* [Exercise goal] The records follow. Print, word for word, the first line through the "pub const LIST_LIMIT: usize = 100;" line.

Records drawn from a dataset:
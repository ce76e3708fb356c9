//! Request handlers for the feedback API
//!
//! Every request is independent: handlers read or write through the injected
//! store and never hold state across calls.

use super::{errors::ApiError, state::AppState};
use crate::services::build_summary_prompt;
use crate::types::{FeedbackRecord, NewFeedback};
use axum::{body::Bytes, extract::State, Json};
use serde::{Deserialize, Serialize};
use tracing::{debug, info, warn};

/// Records returned by the list endpoint
pub const LIST_LIMIT: usize = 100;

/// Records fed into each summary
pub const SUMMARY_LIMIT: usize = 50;

/// Submission body; absent and `null` fields take their defaults
#[derive(Debug, Default, Deserialize)]
pub struct SubmitFeedbackRequest {
    pub user: Option<String>,
    pub text: Option<String>,
    pub category: Option<String>,
}

impl SubmitFeedbackRequest {
    /// Decode a submission; the body must be a JSON object
    pub fn parse(body: &[u8]) -> Result<Self, ApiError> {
        let value: serde_json::Value =
            serde_json::from_slice(body).map_err(ApiError::MalformedBody)?;
        if !value.is_object() {
            return Err(ApiError::MalformedBody(serde::de::Error::custom(
                "expected a JSON object",
            )));
        }
        serde_json::from_value(value).map_err(ApiError::MalformedBody)
    }

    pub fn validate(self) -> Result<NewFeedback, ApiError> {
        NewFeedback::new(self.user, self.text, self.category).ok_or(ApiError::TextRequired)
    }
}

#[derive(Debug, Serialize, Deserialize, PartialEq, Eq)]
pub struct StatusResponse {
    pub status: String,
}

/// Summary payload
///
/// `summary` carries either the model output or the failure text. `ok` tells
/// the two apart; older clients only read `summary`.
#[derive(Debug, Serialize, Deserialize, PartialEq, Eq)]
pub struct SummaryResponse {
    pub summary: String,
    pub ok: bool,
}

#[derive(Debug, Serialize, Deserialize)]
pub struct HealthResponse {
    pub status: String,
    pub version: String,
}

/// `POST /api/feedback`
pub async fn submit_feedback(
    State(state): State<AppState>,
    body: Bytes,
) -> Result<Json<StatusResponse>, ApiError> {
    let feedback = SubmitFeedbackRequest::parse(&body)?.validate()?;

    let id = state
        .store
        .insert(feedback)
        .await
        .map_err(ApiError::InsertFailed)?;
    info!("Stored feedback {}", id);

    Ok(Json(StatusResponse {
        status: "ok".to_string(),
    }))
}

/// `GET /api/feedbacks`
pub async fn list_feedback(
    State(state): State<AppState>,
) -> Result<Json<Vec<FeedbackRecord>>, ApiError> {
    let records = state
        .store
        .list_recent(LIST_LIMIT)
        .await
        .map_err(ApiError::ListFailed)?;
    debug!("Listing {} feedback records", records.len());

    Ok(Json(records))
}

/// `GET /api/summary`
///
/// Always answers 200. A store read failure yields a prompt with no feedback
/// lines; a summarizer failure is reported inside `summary` with `ok: false`.
pub async fn summarize_feedback(State(state): State<AppState>) -> Json<SummaryResponse> {
    let records = state
        .store
        .list_recent(SUMMARY_LIMIT)
        .await
        .unwrap_or_else(|e| {
            warn!("Failed to read feedback for summary: {}", e);
            Vec::new()
        });

    let prompt = build_summary_prompt(&records);
    debug!("Summarizing {} feedback records", records.len());

    let response = match state.summarizer.summarize(&prompt).await {
        Ok(summary) => SummaryResponse { summary, ok: true },
        Err(e) => {
            warn!("Summarizer failed: {}", e);
            SummaryResponse {
                summary: e.to_string(),
                ok: false,
            }
        }
    };

    Json(response)
}

/// `GET /health`
pub async fn health() -> Json<HealthResponse> {
    Json(HealthResponse {
        status: "ok".to_string(),
        version: env!("CARGO_PKG_VERSION").to_string(),
    })
}
//! Events flowing into and out of the agent.

use chrono::{DateTime, Utc};
use serde::{Deserialize, Serialize};
use serde_json::{Map, Value};

use crate::error::{Result, SummaryError};

/// A JSON payload with the time it was created.
#[derive(Debug, Clone, PartialEq, Serialize, Deserialize)]
pub struct Event {
    pub payload: Map<String, Value>,
    #[serde(default = "Utc::now")]
    pub created_at: DateTime<Utc>,
}

impl Event {
    /// Create an event stamped with the current time.
    pub fn new(payload: Map<String, Value>) -> Self {
        Self {
            payload,
            created_at: Utc::now(),
        }
    }

    /// Build an event from a JSON value, which must be an object.
    pub fn from_value(value: Value) -> Result<Self> {
        match value {
            Value::Object(payload) => Ok(Self::new(payload)),
            other => Err(SummaryError::InvalidEvent(format!(
                "payload must be a JSON object, found {other}"
            ))),
        }
    }

    /// Parse one line of a JSON-lines stream. Each line is a payload object.
    pub fn from_json_line(line: &str) -> Result<Self> {
        Self::from_value(serde_json::from_str(line)?)
    }
}

#[cfg(test)]
mod tests {
    use super::*;
    use serde_json::json;

    #[test]
    fn parses_payload_lines() {
        let event = Event::from_json_line(r#"{"data": "Text.", "id": 7}"#).unwrap();
        assert_eq!(event.payload["data"], "Text.");
        assert_eq!(event.payload["id"], 7);
    }

    #[test]
    fn rejects_non_object_payloads() {
        for line in ["[1, 2]", "\"text\"", "3"] {
            let err = Event::from_json_line(line).unwrap_err();
            assert!(matches!(err, SummaryError::InvalidEvent(_)), "{line}: {err}");
        }
    }

    #[test]
    fn malformed_lines_are_json_errors() {
        let err = Event::from_json_line("not json").unwrap_err();
        assert!(matches!(err, SummaryError::Json(_)));
    }

    #[test]
    fn envelope_round_trips_with_timestamp() {
        let event = Event::from_value(json!({"summary": "Short."})).unwrap();
        let encoded = serde_json::to_string(&event).unwrap();
        let decoded: Event = serde_json::from_str(&encoded).unwrap();
        assert_eq!(decoded, event);
    }

    #[test]
    fn envelope_without_timestamp_gets_one() {
        let decoded: Event = serde_json::from_str(r#"{"payload": {"a": 1}}"#).unwrap();
        assert_eq!(decoded.payload["a"], 1);
    }
}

* [Answer to the problem]
repository ce76e3708fb356c9
//! Request handlers for the feedback API
//!
//! Every request is independent: handlers read or write through the injected
//! store and never hold state across calls.

use super::{errors::ApiError, state::AppState};
use crate::services::build_summary_prompt;
use crate::types::{FeedbackRecord, NewFeedback};
use axum::{body::Bytes, extract::State, Json};
use serde::{Deserialize, Serialize};
use tracing::{debug, info, warn};

/// Records returned by the list endpoint
pub const LIST_LIMIT: usize = 100;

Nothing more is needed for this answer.